Siena studio
I am writing reviews for the Times again:
Intricate, sometimes brilliantly colored geometrical abstractions, carefully rendered on small metal panels or sheets of paper, are the main attractions in a current show at the Cornell's Johnson Museum.The show was also reviewed for the Cornell Daily Sun.
These lovably convoluted flatlands are the work of James Siena, a Cornell graduate (BFA, 1979), and the winner of this year's Eissner Artist of the Year Award. The prize is given annually to "an alumna/us who has achieved national or international success in the arts" — something Siena has achieved over the course of three decades in New York City. "James Siena: From the Studio" will be on display at the Johnson through Sunday, April 18.

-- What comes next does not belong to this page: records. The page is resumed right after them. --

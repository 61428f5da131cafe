//! Storage layer for Moneta
//!
//! Transactions persist either to a remote spreadsheet, a local CSV file,
//! or (as a last resort) an ephemeral in-memory table. All three backends
//! share one contract and one tabular row encoding with the canonical
//! column header `date,description,category,type,amount,account`.

pub mod local;
pub mod memory;
pub mod remote;
pub mod selector;

pub use local::LocalCsvStore;
pub use memory::MemoryStore;
pub use remote::RemoteSheetStore;
pub use selector::{select_backend, BackendSelection};

use std::fmt;

use crate::error::{MonetaError, MonetaResult};
use crate::models::{Category, Money, Transaction, TransactionKind};

/// Canonical column header shared by the local file and the remote sheet
pub const COLUMNS: [&str; 6] = ["date", "description", "category", "type", "amount", "account"];

/// Which storage backend is active for the session
#[derive(Debug, Clone, Copy, PartialEq, Eq)]
pub enum BackendKind {
    /// Networked spreadsheet reached with service credentials
    Remote,
    /// Delimited file on disk
    Local,
    /// Ephemeral table, lost on process exit
    Memory,
}

impl BackendKind {
    /// Whether mutations reach durable storage
    pub fn is_persistent(&self) -> bool {
        !matches!(self, Self::Memory)
    }

    /// Status badge text shown to the user
    pub fn status_label(&self) -> &'static str {
        match self {
            Self::Remote => "Connected to cloud spreadsheet",
            Self::Local => "Offline mode (local CSV)",
            Self::Memory => "Temporary memory (no persistence)",
        }
    }
}

impl fmt::Display for BackendKind {
    fn fmt(&self, f: &mut fmt::Formatter<'_>) -> fmt::Result {
        match self {
            Self::Remote => write!(f, "Remote"),
            Self::Local => write!(f, "Local"),
            Self::Memory => write!(f, "Memory"),
        }
    }
}

/// The contract every storage backend implements
///
/// Mutations beyond `append` rewrite the full table through `replace_all`;
/// the remote sheet additionally supports single-row appends so adding a
/// transaction does not re-upload the whole table.
pub trait TransactionStore {
    /// Backend indicator for the status display
    fn kind(&self) -> BackendKind;

    /// Load the full transaction table
    fn load(&mut self) -> MonetaResult<Vec<Transaction>>;

    /// Persist a single new transaction
    fn append(&mut self, tx: &Transaction) -> MonetaResult<()>;

    /// Persist the full table, replacing previous contents
    fn replace_all(&mut self, table: &[Transaction]) -> MonetaResult<()>;
}

/// Encode a transaction as a row in the canonical column order
pub fn encode_row(tx: &Transaction) -> [String; 6] {
    [
        tx.date.format("%Y-%m-%d").to_string(),
        tx.description.clone(),
        tx.category.label().to_string(),
        tx.kind.label().to_string(),
        tx.amount.to_string(),
        tx.account.clone().unwrap_or_default(),
    ]
}

/// Decode one data row into a transaction
///
/// Returns `Ok(None)` for rows with a blank description (the original data
/// files carry padding rows). Unknown category labels are coerced to the
/// kind's "Other" bucket, and amount signs are normalized to the row's
/// type, so tables written by other tools still load.
pub fn decode_row(fields: &[String], line: usize) -> MonetaResult<Option<Transaction>> {
    if fields.len() < 5 {
        return Err(MonetaError::Storage(format!(
            "row {}: expected at least 5 columns, found {}",
            line,
            fields.len()
        )));
    }

    let description = fields[1].trim();
    if description.is_empty() {
        return Ok(None);
    }

    let date = chrono::NaiveDate::parse_from_str(fields[0].trim(), "%Y-%m-%d")
        .map_err(|e| MonetaError::Storage(format!("row {}: invalid date: {}", line, e)))?;

    let kind: TransactionKind = fields[3]
        .parse()
        .map_err(|e| MonetaError::Storage(format!("row {}: {}", line, e)))?;

    let category = fields[2].parse::<Category>().unwrap_or(match kind {
        TransactionKind::Expense => Category::OtherExpense,
        TransactionKind::Income => Category::OtherIncome,
    });

    let raw_amount = Money::parse(fields[4].trim())
        .map_err(|e| MonetaError::Storage(format!("row {}: {}", line, e)))?;
    let amount = match kind {
        TransactionKind::Income => raw_amount.abs(),
        TransactionKind::Expense => -raw_amount.abs(),
    };

    let account = fields.get(5).map(|s| s.trim()).filter(|s| !s.is_empty());

    let mut tx = Transaction::new(date, description, category, kind, amount);
    if let Some(account) = account {
        tx = tx.with_account(account);
    }

    Ok(Some(tx))
}

/// Check whether a row looks like the canonical header (case-insensitive)
pub fn is_header_row(fields: &[String]) -> bool {
    fields
        .first()
        .map(|f| f.trim().eq_ignore_ascii_case(COLUMNS[0]))
        .unwrap_or(false)
}
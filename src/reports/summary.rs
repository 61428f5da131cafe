//! Period summary report
//!
//! The aggregation behind the dashboard: totals, balances, and a
//! per-category breakdown for one calendar month or all time. Transfers
//! between own accounts are excluded from the income/expense totals and
//! reported as a separate net figure.

use std::collections::HashMap;

use chrono::NaiveDate;

use crate::models::{Category, Money, Period, Transaction, TransactionKind};

/// Summed amount for one category within the period
#[derive(Debug, Clone, PartialEq, Eq)]
pub struct CategoryTotal {
    pub category: Category,
    pub kind: TransactionKind,
    /// Signed total (negative for expense categories)
    pub total: Money,
    pub transaction_count: usize,
}

/// Derived figures for one period
#[derive(Debug, Clone)]
pub struct Summary {
    /// The period the figures cover
    pub period: Period,
    /// Total income in the period (transfers excluded)
    pub income: Money,
    /// Total expense in the period as a positive figure (transfers excluded)
    pub expense: Money,
    /// income − expense
    pub net: Money,
    /// Net of internal transfers inside the period
    pub transfer_net: Money,
    /// Running balance of everything before the period, plus the
    /// configured initial balance
    pub prior_balance: Money,
    /// Prior balance plus period movement dated up to today
    pub current_balance: Money,
    /// Prior balance plus the whole period's movement, future dates included
    pub projected_balance: Money,
    /// Per-category totals within the period, largest magnitude first
    pub by_category: Vec<CategoryTotal>,
}

impl Summary {
    /// How far the current balance has progressed toward the projected one
    ///
    /// The denominator is clamped to at least one cent and the ratio to
    /// [0, 1], so the progress gauge stays drawable for zero, negative,
    /// or overshot projections.
    pub fn progress_ratio(&self) -> f64 {
        let denominator = self.projected_balance.cents().abs().max(1);
        let ratio = self.current_balance.cents() as f64 / denominator as f64;
        ratio.clamp(0.0, 1.0)
    }
}

/// Compute the summary for a period
///
/// `initial_balance` is the configured balance carried from before the
/// first recorded transaction; `today` splits the period into realized
/// and future movement.
pub fn summarize(
    table: &[Transaction],
    period: Period,
    initial_balance: Money,
    today: NaiveDate,
) -> Summary {
    let mut income = Money::zero();
    let mut expense = Money::zero();
    let mut transfer_net = Money::zero();
    let mut prior = initial_balance;
    let mut realized = Money::zero();
    let mut full_period = Money::zero();
    let mut per_category: HashMap<(Category, TransactionKind), (Money, usize)> = HashMap::new();

    for tx in table {
        if period.is_before(tx.date) {
            prior += tx.signed_amount();
            continue;
        }
        if !period.contains(tx.date) {
            continue;
        }

        full_period += tx.signed_amount();
        if tx.date <= today {
            realized += tx.signed_amount();
        }

        if tx.category.is_transfer() {
            transfer_net += tx.signed_amount();
        } else {
            match tx.kind {
                TransactionKind::Income => income += tx.amount,
                TransactionKind::Expense => expense += tx.amount.abs(),
            }
        }

        let entry = per_category
            .entry((tx.category, tx.kind))
            .or_insert((Money::zero(), 0));
        entry.0 += tx.signed_amount();
        entry.1 += 1;
    }

    let mut by_category: Vec<CategoryTotal> = per_category
        .into_iter()
        .map(|((category, kind), (total, transaction_count))| CategoryTotal {
            category,
            kind,
            total,
            transaction_count,
        })
        .collect();
    by_category.sort_by(|a, b| {
        b.total
            .abs()
            .cmp(&a.total.abs())
            .then_with(|| a.category.label().cmp(b.category.label()))
    });

    Summary {
        period,
        income,
        expense,
        net: income - expense,
        transfer_net,
        prior_balance: prior,
        current_balance: prior + realized,
        projected_balance: prior + full_period,
        by_category,
    }
}
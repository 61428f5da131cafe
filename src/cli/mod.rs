//! CLI command handlers
//!
//! This module contains the implementation of CLI commands,
//! bridging the clap argument parsing with the service layer.

pub mod config;
pub mod report;
pub mod transaction;

pub use config::{handle_config_command, ConfigCommands};
pub use report::{handle_report_command, ReportCommands};
pub use transaction::{handle_transaction_command, TransactionCommands};
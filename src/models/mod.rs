//! Core data models for Moneta
//!
//! This module contains the data structures that represent the tracking
//! domain: transactions, categories, money amounts, and summary periods.

pub mod category;
pub mod money;
pub mod period;
pub mod transaction;

pub use category::{Category, CategoryKind};
pub use money::Money;
pub use period::Period;
pub use transaction::{Transaction, TransactionId, TransactionKind};
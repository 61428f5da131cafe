//! User settings for Moneta
//!
//! Manages user preferences: the configured initial balance, the currency
//! symbol used for display, and the name of the remote spreadsheet.

use serde::{Deserialize, Serialize};

use super::paths::MonetaPaths;
use crate::error::MonetaError;
use crate::models::Money;

/// User settings for Moneta
#[derive(Debug, Clone, Serialize, Deserialize)]
pub struct Settings {
    /// Schema version for migration support
    #[serde(default = "default_schema_version")]
    pub schema_version: u32,

    /// Balance carried from before the first recorded transaction, in cents
    #[serde(default)]
    pub initial_balance: Money,

    /// Currency symbol for display
    #[serde(default = "default_currency")]
    pub currency_symbol: String,

    /// Name of the remote spreadsheet to open
    #[serde(default = "default_spreadsheet_name")]
    pub spreadsheet_name: String,
}

fn default_schema_version() -> u32 {
    1
}

fn default_currency() -> String {
    "$".to_string()
}

fn default_spreadsheet_name() -> String {
    "Moneta Transactions".to_string()
}

impl Default for Settings {
    fn default() -> Self {
        Self {
            schema_version: default_schema_version(),
            initial_balance: Money::zero(),
            currency_symbol: default_currency(),
            spreadsheet_name: default_spreadsheet_name(),
        }
    }
}

impl Settings {
    /// Load settings from disk, or create default settings if file doesn't exist
    pub fn load_or_create(paths: &MonetaPaths) -> Result<Self, MonetaError> {
        let settings_path = paths.settings_file();

        if settings_path.exists() {
            let contents = std::fs::read_to_string(&settings_path).map_err(|e| {
                MonetaError::FileAccess(format!("Failed to read settings file: {}", e))
            })?;

            let settings: Settings = serde_json::from_str(&contents).map_err(|e| {
                MonetaError::Config(format!("Failed to parse settings file: {}", e))
            })?;

            Ok(settings)
        } else {
            // Don't save yet - let caller decide when to persist
            Ok(Settings::default())
        }
    }

    /// Save settings to disk
    pub fn save(&self, paths: &MonetaPaths) -> Result<(), MonetaError> {
        paths.ensure_directories()?;

        let settings_path = paths.settings_file();
        let contents = serde_json::to_string_pretty(self)
            .map_err(|e| MonetaError::Config(format!("Failed to serialize settings: {}", e)))?;

        std::fs::write(&settings_path, contents).map_err(|e| {
            MonetaError::FileAccess(format!("Failed to write settings file: {}", e))
        })?;

        Ok(())
    }
}

#[cfg(test)]
mod tests {
    use super::*;
    use tempfile::TempDir;

    #[test]
    fn test_default_settings() {
        let settings = Settings::default();
        assert_eq!(settings.initial_balance, Money::zero());
        assert_eq!(settings.currency_symbol, "$");
        assert_eq!(settings.spreadsheet_name, "Moneta Transactions");
    }

    #[test]
    fn test_save_and_load() {
        let temp_dir = TempDir::new().unwrap();
        let paths = MonetaPaths::with_base_dir(temp_dir.path().to_path_buf());

        let mut settings = Settings::default();
        settings.initial_balance = Money::from_cents(50_000);
        settings.currency_symbol = "R$".to_string();

        settings.save(&paths).unwrap();

        let loaded = Settings::load_or_create(&paths).unwrap();
        assert_eq!(loaded.initial_balance, Money::from_cents(50_000));
        assert_eq!(loaded.currency_symbol, "R$");
    }

    #[test]
    fn test_missing_file_yields_defaults() {
        let temp_dir = TempDir::new().unwrap();
        let paths = MonetaPaths::with_base_dir(temp_dir.path().to_path_buf());

        let loaded = Settings::load_or_create(&paths).unwrap();
        assert_eq!(loaded.initial_balance, Money::zero());
    }
}
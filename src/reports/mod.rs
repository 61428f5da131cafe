//! Derived reports over the transaction table

pub mod summary;

pub use summary::{summarize, CategoryTotal, Summary};
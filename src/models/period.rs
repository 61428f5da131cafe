//! Summary period representation
//!
//! A period is either one calendar month or "all time". Month windows are
//! half-open: `[first day of month, first day of next month)`.

use chrono::{Datelike, NaiveDate};
use serde::{Deserialize, Serialize};
use std::fmt;
use std::str::FromStr;

/// The window used to filter transactions for a summary
#[derive(Debug, Clone, Copy, PartialEq, Eq, Hash, Serialize, Deserialize)]
#[serde(tag = "type", content = "value")]
pub enum Period {
    /// A single calendar month (e.g. "2024-01")
    Month { year: i32, month: u32 },

    /// No filtering: every transaction belongs to the period
    AllTime,
}

impl Period {
    /// Create a monthly period
    pub fn month(year: i32, month: u32) -> Self {
        Self::Month { year, month }
    }

    /// The month containing today
    pub fn current_month() -> Self {
        let today = chrono::Local::now().date_naive();
        Self::Month {
            year: today.year(),
            month: today.month(),
        }
    }

    /// Inclusive start of the window, None for all time
    pub fn start(&self) -> Option<NaiveDate> {
        match self {
            Self::Month { year, month } => NaiveDate::from_ymd_opt(*year, *month, 1),
            Self::AllTime => None,
        }
    }

    /// Exclusive end of the window (first day of the next month), None for
    /// all time
    pub fn end_exclusive(&self) -> Option<NaiveDate> {
        match self {
            Self::Month { year, month } => {
                if *month == 12 {
                    NaiveDate::from_ymd_opt(year + 1, 1, 1)
                } else {
                    NaiveDate::from_ymd_opt(*year, month + 1, 1)
                }
            }
            Self::AllTime => None,
        }
    }

    /// Check whether a date falls inside the window
    pub fn contains(&self, date: NaiveDate) -> bool {
        match (self.start(), self.end_exclusive()) {
            (Some(start), Some(end)) => date >= start && date < end,
            _ => true,
        }
    }

    /// Check whether a date falls strictly before the window. All-time has
    /// no prior window
    pub fn is_before(&self, date: NaiveDate) -> bool {
        match self.start() {
            Some(start) => date < start,
            None => false,
        }
    }
}

impl fmt::Display for Period {
    fn fmt(&self, f: &mut fmt::Formatter<'_>) -> fmt::Result {
        match self {
            Self::Month { year, month } => write!(f, "{:04}-{:02}", year, month),
            Self::AllTime => write!(f, "all time"),
        }
    }
}

impl FromStr for Period {
    type Err = String;

    /// Parse "YYYY-MM" or "all"
    fn from_str(s: &str) -> Result<Self, Self::Err> {
        let s = s.trim();
        if s.eq_ignore_ascii_case("all") || s.eq_ignore_ascii_case("all-time") {
            return Ok(Self::AllTime);
        }

        let (year_str, month_str) = s
            .split_once('-')
            .ok_or_else(|| format!("invalid period '{}', expected YYYY-MM or 'all'", s))?;
        let year: i32 = year_str
            .parse()
            .map_err(|_| format!("invalid year in period '{}'", s))?;
        let month: u32 = month_str
            .parse()
            .map_err(|_| format!("invalid month in period '{}'", s))?;

        if !(1..=12).contains(&month) {
            return Err(format!("month out of range in period '{}'", s));
        }

        Ok(Self::Month { year, month })
    }
}

#[cfg(test)]
mod tests {
    use super::*;

    fn date(y: i32, m: u32, d: u32) -> NaiveDate {
        NaiveDate::from_ymd_opt(y, m, d).unwrap()
    }

    #[test]
    fn test_month_bounds() {
        let p = Period::month(2024, 1);
        assert_eq!(p.start(), Some(date(2024, 1, 1)));
        assert_eq!(p.end_exclusive(), Some(date(2024, 2, 1)));
    }

    #[test]
    fn test_december_rolls_into_next_year() {
        let p = Period::month(2023, 12);
        assert_eq!(p.end_exclusive(), Some(date(2024, 1, 1)));
    }

    #[test]
    fn test_contains_is_half_open() {
        let p = Period::month(2024, 1);
        assert!(p.contains(date(2024, 1, 1)));
        assert!(p.contains(date(2024, 1, 31)));
        assert!(!p.contains(date(2024, 2, 1)));
        assert!(!p.contains(date(2023, 12, 31)));
    }

    #[test]
    fn test_all_time_contains_everything() {
        let p = Period::AllTime;
        assert!(p.contains(date(1970, 1, 1)));
        assert!(p.contains(date(2999, 12, 31)));
        assert!(!p.is_before(date(2024, 1, 1)));
    }

    #[test]
    fn test_is_before() {
        let p = Period::month(2024, 1);
        assert!(p.is_before(date(2023, 12, 31)));
        assert!(!p.is_before(date(2024, 1, 1)));
    }

    #[test]
    fn test_parse() {
        assert_eq!("2024-01".parse::<Period>().unwrap(), Period::month(2024, 1));
        assert_eq!("all".parse::<Period>().unwrap(), Period::AllTime);
        assert!("2024-13".parse::<Period>().is_err());
        assert!("january".parse::<Period>().is_err());
    }

    #[test]
    fn test_display() {
        assert_eq!(Period::month(2024, 1).to_string(), "2024-01");
        assert_eq!(Period::AllTime.to_string(), "all time");
    }
}
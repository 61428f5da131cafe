//! Local CSV storage backend
//!
//! Persists the transaction table to a delimited file on disk with the
//! canonical column header. Writes go to a temp file first and are renamed
//! into place so a failed write never corrupts the table.

use std::fs;
use std::path::{Path, PathBuf};

use crate::error::{MonetaError, MonetaResult};
use crate::models::Transaction;

use super::{decode_row, encode_row, is_header_row, BackendKind, TransactionStore, COLUMNS};

/// CSV-file backed transaction store
pub struct LocalCsvStore {
    path: PathBuf,
}

impl LocalCsvStore {
    /// Open the store, creating an empty table with the canonical header
    /// if the file does not exist yet
    pub fn open(path: impl Into<PathBuf>) -> MonetaResult<Self> {
        let store = Self { path: path.into() };

        if !store.path.exists() {
            store.write_rows(&[])?;
        } else {
            // Surface unreadable files now rather than on first load
            fs::File::open(&store.path).map_err(|e| {
                MonetaError::FileAccess(format!(
                    "Cannot open {}: {}",
                    store.path.display(),
                    e
                ))
            })?;
        }

        Ok(store)
    }

    /// The file this store reads and writes
    pub fn path(&self) -> &Path {
        &self.path
    }

    fn write_rows(&self, table: &[Transaction]) -> MonetaResult<()> {
        if let Some(parent) = self.path.parent() {
            fs::create_dir_all(parent).map_err(|e| {
                MonetaError::FileAccess(format!(
                    "Failed to create directory {}: {}",
                    parent.display(),
                    e
                ))
            })?;
        }

        // Temp file in the same directory so the rename stays atomic
        let temp_path = self.path.with_extension("csv.tmp");

        {
            let mut writer = csv::Writer::from_path(&temp_path).map_err(|e| {
                MonetaError::FileAccess(format!(
                    "Failed to write {}: {}",
                    temp_path.display(),
                    e
                ))
            })?;

            writer
                .write_record(COLUMNS)
                .map_err(|e| MonetaError::FileAccess(format!("Failed to write header: {}", e)))?;

            for tx in table {
                writer
                    .write_record(encode_row(tx))
                    .map_err(|e| MonetaError::FileAccess(format!("Failed to write row: {}", e)))?;
            }

            writer
                .flush()
                .map_err(|e| MonetaError::FileAccess(format!("Failed to flush: {}", e)))?;
        }

        fs::rename(&temp_path, &self.path).map_err(|e| {
            let _ = fs::remove_file(&temp_path);
            MonetaError::FileAccess(format!(
                "Failed to replace {}: {}",
                self.path.display(),
                e
            ))
        })?;

        Ok(())
    }
}

impl TransactionStore for LocalCsvStore {
    fn kind(&self) -> BackendKind {
        BackendKind::Local
    }

    fn load(&mut self) -> MonetaResult<Vec<Transaction>> {
        let mut reader = csv::ReaderBuilder::new()
            .has_headers(false)
            .flexible(true)
            .from_path(&self.path)
            .map_err(|e| {
                MonetaError::FileAccess(format!("Cannot read {}: {}", self.path.display(), e))
            })?;

        let mut table = Vec::new();
        for (idx, record) in reader.records().enumerate() {
            let record = record.map_err(|e| {
                MonetaError::Storage(format!("{}: {}", self.path.display(), e))
            })?;
            let fields: Vec<String> = record.iter().map(|f| f.to_string()).collect();

            if idx == 0 && is_header_row(&fields) {
                continue;
            }

            if let Some(tx) = decode_row(&fields, idx + 1)? {
                table.push(tx);
            }
        }

        Ok(table)
    }

    fn append(&mut self, tx: &Transaction) -> MonetaResult<()> {
        // Read-modify-write keeps the header canonical even for files
        // created by other tools
        let mut table = self.load()?;
        table.push(tx.clone());
        self.write_rows(&table)
    }

    fn replace_all(&mut self, table: &[Transaction]) -> MonetaResult<()> {
        self.write_rows(table)
    }
}

#[cfg(test)]
mod tests {
    use super::*;
    use crate::models::{Category, Money, TransactionKind};
    use chrono::NaiveDate;
    use tempfile::TempDir;

    fn date(y: i32, m: u32, d: u32) -> NaiveDate {
        NaiveDate::from_ymd_opt(y, m, d).unwrap()
    }

    fn sample_table() -> Vec<Transaction> {
        vec![
            Transaction::new(
                date(2024, 1, 5),
                "Paycheck",
                Category::Salary,
                TransactionKind::Income,
                Money::from_cents(100_000),
            )
            .with_account("Checking"),
            Transaction::new(
                date(2024, 1, 10),
                "Groceries, weekly",
                Category::Groceries,
                TransactionKind::Expense,
                Money::from_cents(-20_000),
            ),
        ]
    }

    #[test]
    fn test_open_creates_file_with_header() {
        let dir = TempDir::new().unwrap();
        let path = dir.path().join("transactions.csv");
        let mut store = LocalCsvStore::open(&path).unwrap();

        assert!(path.exists());
        let contents = fs::read_to_string(&path).unwrap();
        assert!(contents.starts_with("date,description,category,type,amount,account"));
        assert_eq!(store.load().unwrap(), Vec::new());
    }

    #[test]
    fn test_round_trip() {
        let dir = TempDir::new().unwrap();
        let path = dir.path().join("transactions.csv");
        let table = sample_table();

        let mut store = LocalCsvStore::open(&path).unwrap();
        store.replace_all(&table).unwrap();

        // Reload through a fresh store to prove durability
        let mut reopened = LocalCsvStore::open(&path).unwrap();
        assert_eq!(reopened.load().unwrap(), table);
    }

    #[test]
    fn test_append_preserves_existing_rows() {
        let dir = TempDir::new().unwrap();
        let path = dir.path().join("transactions.csv");
        let table = sample_table();

        let mut store = LocalCsvStore::open(&path).unwrap();
        store.replace_all(&table[..1].to_vec()).unwrap();
        store.append(&table[1]).unwrap();

        assert_eq!(store.load().unwrap(), table);
    }

    #[test]
    fn test_quoted_fields_survive() {
        // Descriptions with commas must round-trip intact
        let dir = TempDir::new().unwrap();
        let path = dir.path().join("transactions.csv");
        let tx = Transaction::new(
            date(2024, 3, 1),
            "Dinner, drinks \"and more\"",
            Category::Leisure,
            TransactionKind::Expense,
            Money::from_cents(-7_550),
        );

        let mut store = LocalCsvStore::open(&path).unwrap();
        store.replace_all(std::slice::from_ref(&tx)).unwrap();
        assert_eq!(store.load().unwrap(), vec![tx]);
    }

    #[test]
    fn test_open_missing_parent_dir_is_created() {
        let dir = TempDir::new().unwrap();
        let path = dir.path().join("nested").join("data").join("transactions.csv");
        let store = LocalCsvStore::open(&path);
        assert!(store.is_ok());
        assert!(path.exists());
    }
}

Siena's images belong to a genre of artworks (not just visual) incorporating preconceived formal constraints as a primary source of structure and shape. Sol LeWitt, to whom Siena is frequently compared, is a primary point of reference. LeWitt devised formulas for wall drawings to be executed by assistants — e.g., iterations of straight-ruled horizontal, vertical, and diagonal lines.
LeWitt is of great historical importance and undoubtedly an influence on the younger artist. Siena's work, however, develops these ideas in a different and arguably richer direction — more aesthetically robust, more sensual and bodily. Plus his math is just more interesting. Though strictly non-figurative (with exceptions, see below), Siena's art might be closer to that of M.C. Escher, whose geometrical schemas are deployed in the service of more accessible image-making.
Siena is also frequently aligned with folk and decorative traditions. However, his art has a self-enclosed quality that seems to place it more directly in the modern art lineage.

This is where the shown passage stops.